Each line from the beginning of the data below through the line containing "use wasm_bindgen::JsCast;" should be repeated exactly, please.

Top of Provided records

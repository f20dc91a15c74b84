//! DOM binding for the motion controllers. The stage tracks the elements a
//! view registered, runs the animation-frame loop, owns the scroll listener,
//! and flushes sampled property values into inline styles. `stop` removes
//! the listener, cancels the pending frame and drops every registration, so
//! nothing keeps mutating detached elements after teardown.

use std::cell::RefCell;
use std::rc::Rc;

use gloo_render::{request_animation_frame, AnimationFrame};
use wasm_bindgen::closure::Closure;
use wasm_bindgen::JsCast;
use web_sys::{window, Element, HtmlElement};

use super::flip::{FlipCard, HoverTween};
use super::marquee::MarqueeController;
use super::reveal::{RevealSpec, ScrollRevealController};
use super::timeline::{Prop, StyleUpdate, TargetId, Timeline};

type GlowFormat = Box<dyn Fn(f64) -> String>;

#[derive(Clone, Copy, PartialEq, Default)]
struct Visual {
    opacity: Option<f64>,
    translate_x: Option<f64>,
    translate_y: Option<f64>,
    scale: Option<f64>,
    rotate_x: Option<f64>,
    rotate_y: Option<f64>,
    glow: Option<f64>,
}

impl Visual {
    fn transform_parts(&self) -> (Option<f64>, Option<f64>, Option<f64>, Option<f64>, Option<f64>) {
        (self.translate_x, self.translate_y, self.scale, self.rotate_x, self.rotate_y)
    }
}

struct Tracked {
    element: HtmlElement,
    glow_format: Option<GlowFormat>,
    percent_x: bool,
    pending: Visual,
    applied: Visual,
}

struct StageInner {
    targets: Vec<Tracked>,
    reveals: ScrollRevealController,
    flips: Vec<FlipCard>,
    hovers: Vec<HoverTween>,
    timelines: Vec<Timeline>,
    marquee: Option<(TargetId, MarqueeController)>,
    raf: Option<AnimationFrame>,
    last_frame_ms: Option<f64>,
    scroll_callback: Option<Closure<dyn FnMut()>>,
    scratch: Vec<StyleUpdate>,
    running: bool,
}

impl StageInner {
    fn new() -> Self {
        Self {
            targets: Vec::new(),
            reveals: ScrollRevealController::new(),
            flips: Vec::new(),
            hovers: Vec::new(),
            timelines: Vec::new(),
            marquee: None,
            raf: None,
            last_frame_ms: None,
            scroll_callback: None,
            scratch: Vec::new(),
            running: false,
        }
    }

    fn apply(&mut self, update: StyleUpdate) {
        let visual = &mut self.targets[update.target].pending;
        match update.prop {
            Prop::Opacity => visual.opacity = Some(update.value),
            Prop::TranslateX => visual.translate_x = Some(update.value),
            Prop::TranslateY => visual.translate_y = Some(update.value),
            Prop::Scale => visual.scale = Some(update.value),
            Prop::RotateX => visual.rotate_x = Some(update.value),
            Prop::RotateY => visual.rotate_y = Some(update.value),
            Prop::Glow => visual.glow = Some(update.value),
        }
    }

    fn flush(&mut self) {
        for tracked in &mut self.targets {
            if tracked.pending == tracked.applied {
                continue;
            }
            let style = tracked.element.style();
            if tracked.pending.opacity != tracked.applied.opacity {
                if let Some(opacity) = tracked.pending.opacity {
                    style.set_property("opacity", &format!("{opacity:.4}")).unwrap();
                }
            }
            if tracked.pending.transform_parts() != tracked.applied.transform_parts() {
                let mut parts = Vec::new();
                if let Some(x) = tracked.pending.translate_x {
                    if tracked.percent_x {
                        parts.push(format!("translateX({x:.4}%)"));
                    } else {
                        parts.push(format!("translateX({x:.3}px)"));
                    }
                }
                if let Some(y) = tracked.pending.translate_y {
                    parts.push(format!("translateY({y:.3}px)"));
                }
                if let Some(scale) = tracked.pending.scale {
                    parts.push(format!("scale({scale:.4})"));
                }
                if let Some(deg) = tracked.pending.rotate_x {
                    parts.push(format!("rotateX({deg:.3}deg)"));
                }
                if let Some(deg) = tracked.pending.rotate_y {
                    parts.push(format!("rotateY({deg:.3}deg)"));
                }
                style.set_property("transform", &parts.join(" ")).unwrap();
            }
            if tracked.pending.glow != tracked.applied.glow {
                if let (Some(value), Some(format_glow)) =
                    (tracked.pending.glow, tracked.glow_format.as_ref())
                {
                    style.set_property("box-shadow", &format_glow(value)).unwrap();
                }
            }
            tracked.applied = tracked.pending;
        }
    }

    fn step(&mut self, dt: f64) {
        let mut updates = std::mem::take(&mut self.scratch);
        updates.clear();
        self.reveals.tick(dt, &mut updates);
        for flip in &mut self.flips {
            flip.tick(dt, &mut updates);
        }
        for hover in &mut self.hovers {
            hover.tick(dt, &mut updates);
        }
        for timeline in &mut self.timelines {
            timeline.tick(dt, &mut updates);
        }
        if let Some((target, marquee)) = &mut self.marquee {
            let offset = marquee.tick(dt);
            updates.push(StyleUpdate { target: *target, prop: Prop::TranslateX, value: offset });
        }
        for update in &updates {
            self.apply(*update);
        }
        self.flush();
        self.scratch = updates;
    }

    fn teardown(&mut self) {
        self.running = false;
        self.raf = None;
        self.last_frame_ms = None;
        if let Some(callback) = self.scroll_callback.take() {
            if let Some(window) = window() {
                let _ = window
                    .remove_event_listener_with_callback("scroll", callback.as_ref().unchecked_ref());
            }
        }
        self.reveals.clear();
        self.flips.clear();
        self.hovers.clear();
        self.timelines.clear();
        self.marquee = None;
        self.targets.clear();
    }
}

/// Cloneable handle to one view's animation rig.
#[derive(Clone)]
pub struct Stage {
    inner: Rc<RefCell<StageInner>>,
}

impl Default for Stage {
    fn default() -> Self {
        Self::new()
    }
}

impl Stage {
    pub fn new() -> Self {
        Self { inner: Rc::new(RefCell::new(StageInner::new())) }
    }

    /// Register an element and get the handle the controllers address it by.
    pub fn track(&self, element: Element) -> TargetId {
        let element: HtmlElement = element
            .dyn_into()
            .unwrap_or_else(|_| panic!("animation target is not an HtmlElement"));
        let mut inner = self.inner.borrow_mut();
        inner.targets.push(Tracked {
            element,
            glow_format: None,
            percent_x: false,
            pending: Visual::default(),
            applied: Visual::default(),
        });
        inner.targets.len() - 1
    }

    /// Map this target's glow intensity to a box-shadow string.
    pub fn set_glow(&self, target: TargetId, format: impl Fn(f64) -> String + 'static) {
        self.inner.borrow_mut().targets[target].glow_format = Some(Box::new(format));
    }

    /// Interpret this target's horizontal translation in percent of its own
    /// width rather than pixels.
    pub fn use_percent_x(&self, target: TargetId) {
        self.inner.borrow_mut().targets[target].percent_x = true;
    }

    pub fn add_reveal(&self, spec: RevealSpec) {
        self.inner.borrow_mut().reveals.register(spec);
    }

    pub fn add_timeline(&self, timeline: Timeline) {
        self.inner.borrow_mut().timelines.push(timeline);
    }

    pub fn add_flip(&self, front: TargetId, back: TargetId) -> usize {
        let mut inner = self.inner.borrow_mut();
        inner.flips.push(FlipCard::new(front, back));
        inner.flips.len() - 1
    }

    pub fn flip_enter(&self, index: usize) {
        if let Some(flip) = self.inner.borrow_mut().flips.get_mut(index) {
            flip.pointer_enter();
        }
    }

    pub fn flip_leave(&self, index: usize) {
        if let Some(flip) = self.inner.borrow_mut().flips.get_mut(index) {
            flip.pointer_leave();
        }
    }

    pub fn add_hover(&self, timeline: Timeline) -> usize {
        let mut inner = self.inner.borrow_mut();
        inner.hovers.push(HoverTween::new(timeline));
        inner.hovers.len() - 1
    }

    pub fn hover_enter(&self, index: usize) {
        if let Some(hover) = self.inner.borrow_mut().hovers.get_mut(index) {
            hover.enter();
        }
    }

    pub fn hover_leave(&self, index: usize) {
        if let Some(hover) = self.inner.borrow_mut().hovers.get_mut(index) {
            hover.leave();
        }
    }

    pub fn set_marquee(&self, target: TargetId, marquee: MarqueeController) {
        self.inner.borrow_mut().marquee = Some((target, marquee));
    }

    pub fn marquee_pause(&self) {
        if let Some((_, marquee)) = self.inner.borrow_mut().marquee.as_mut() {
            marquee.pause();
        }
    }

    pub fn marquee_resume(&self) {
        if let Some((_, marquee)) = self.inner.borrow_mut().marquee.as_mut() {
            marquee.resume();
        }
    }

    /// Install the scroll listener, deliver the current position and start
    /// the frame loop.
    pub fn start(&self) {
        {
            let mut inner = self.inner.borrow_mut();
            if inner.running {
                return;
            }
            inner.running = true;

            let window = window().unwrap();
            let for_scroll = self.inner.clone();
            let callback = Closure::wrap(Box::new(move || {
                let y = web_sys::window()
                    .and_then(|w| w.scroll_y().ok())
                    .unwrap_or(0.0);
                for_scroll.borrow_mut().reveals.on_scroll_position_changed(y);
            }) as Box<dyn FnMut()>);
            window
                .add_event_listener_with_callback("scroll", callback.as_ref().unchecked_ref())
                .unwrap();
            inner.scroll_callback = Some(callback);

            let y = window.scroll_y().unwrap_or(0.0);
            inner.reveals.on_scroll_position_changed(y);
        }
        Self::arm(self.inner.clone());
    }

    /// Deterministic teardown of everything `start` installed.
    pub fn stop(&self) {
        self.inner.borrow_mut().teardown();
    }

    fn arm(inner: Rc<RefCell<StageInner>>) {
        let for_frame = inner.clone();
        let handle = request_animation_frame(move |now_ms| {
            Self::frame(&for_frame, now_ms);
        });
        inner.borrow_mut().raf = Some(handle);
    }

    fn frame(inner: &Rc<RefCell<StageInner>>, now_ms: f64) {
        {
            let mut stage = inner.borrow_mut();
            stage.raf.take();
            if !stage.running {
                return;
            }
            let dt = match stage.last_frame_ms {
                Some(prev) => ((now_ms - prev) / 1000.0).clamp(0.0, 0.1),
                None => 0.0,
            };
            stage.last_frame_ms = Some(now_ms);
            stage.step(dt);
        }
        Self::arm(inner.clone());
    }
}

Bottom of Provided records

_Task answer:_
repository f20dc91a15c74b84
//! DOM binding for the motion controllers. The stage tracks the elements a
//! view registered, runs the animation-frame loop, owns the scroll listener,
//! and flushes sampled property values into inline styles. `stop` removes
//! the listener, cancels the pending frame and drops every registration, so
//! nothing keeps mutating detached elements after teardown.

use std::cell::RefCell;
use std::rc::Rc;

use gloo_render::{request_animation_frame, AnimationFrame};
use wasm_bindgen::closure::Closure;
use wasm_bindgen::JsCast;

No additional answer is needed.